# FInally got some S/H



## PaphAddict (Jul 11, 2008)

I found a hydroponics store locally the other day and got me some semi hydroponics media and a few pots. It is a pretty cool store they sell MH and floro lights and tons of different ferts. I planted my first Catt. that needed to be planted in it today. I am going to replant a blooming Paph in it once the bloom is done. I have been reeding the first rays website, but any recommendations or warning are welcome. I have never used this media before and don't want to kill any of my plants.

Thanks in advance

Dave


----------



## Candace (Jul 11, 2008)

Did you buy hydroton?


----------



## PaphAddict (Jul 11, 2008)

Yea they had that and a white one.

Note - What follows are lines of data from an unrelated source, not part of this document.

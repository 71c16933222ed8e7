//! Database initialization for the application.

use rusqlite::{Connection, Transaction as SqlTransaction, TransactionBehavior};

use crate::{
    Error,
    category::{create_category_table, seed_default_categories},
    transaction::create_transaction_table,
    user::create_user_table,
};

/// Add the tables for the domain models to the database and seed the
/// shared default categories.
///
/// Safe to call on a database that has already been initialized.
///
/// # Errors
/// Returns an error if a table could not be created or if there is an SQL
/// error.
pub fn initialize(connection: &Connection) -> Result<(), Error> {
    let transaction =
        SqlTransaction::new_unchecked(connection, TransactionBehavior::Exclusive)?;

    create_user_table(&transaction)?;
    create_category_table(&transaction)?;
    create_transaction_table(&transaction)?;
    seed_default_categories(&transaction)?;

    transaction.commit()?;

    Ok(())
}

#[cfg(test)]
mod initialize_tests {
    use rusqlite::Connection;

    use crate::category::count_default_categories;

    use super::initialize;

    #[test]
    fn initialize_creates_tables_and_seeds_defaults() {
        let conn = Connection::open_in_memory().unwrap();

        initialize(&conn).expect("Could not initialize database");

        let tables: Vec<String> = conn
            .prepare("SELECT name FROM sqlite_master WHERE type = 'table' ORDER BY name")
            .unwrap()
            .query_map([], |row| row.get(0))
            .unwrap()
            .map(|name| name.unwrap())
            .collect();

        for want in ["category", "transaction", "user"] {
            assert!(
                tables.iter().any(|table| table == want),
                "missing table {want}, got {tables:?}"
            );
        }

        let default_count =
            count_default_categories(&conn).expect("Could not count default categories");
        assert_eq!(default_count, 8);
    }

    #[test]
    fn initialize_is_idempotent() {
        let conn = Connection::open_in_memory().unwrap();

        initialize(&conn).expect("Could not initialize database");
        initialize(&conn).expect("Could not re-initialize database");

        let default_count = count_default_categories(&conn)
            .expect("Could not count default categories");
        assert_eq!(default_count, 8, "defaults were seeded twice");
    }
}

I picked up a small back of the hydroton. Is it good or bad?

Dave


----------



## Candace (Jul 11, 2008)

For me, catts. love it. I've had no success with paphs in it. I usually buy and ship the leca for my paphs. You'll have to see how yours takes to it.


----------



## PaphAddict (Jul 11, 2008)

right now I only have a catt. cutting in it. Whats leca? different brand or type of media?

Dave


----------



## Gilda (Jul 11, 2008)

PaphAddict said:


> right now I only have a catt. cutting in it. Whats leca? different brand or type of media?
> 
> Dave



Leca is more like what First Rays use to sell(Prime Agra) it wicks better than hydroton. Crop King sells it ..shipping is a killer though. I have had some paph success in hydroton.


----------



## swamprad (Jul 11, 2008)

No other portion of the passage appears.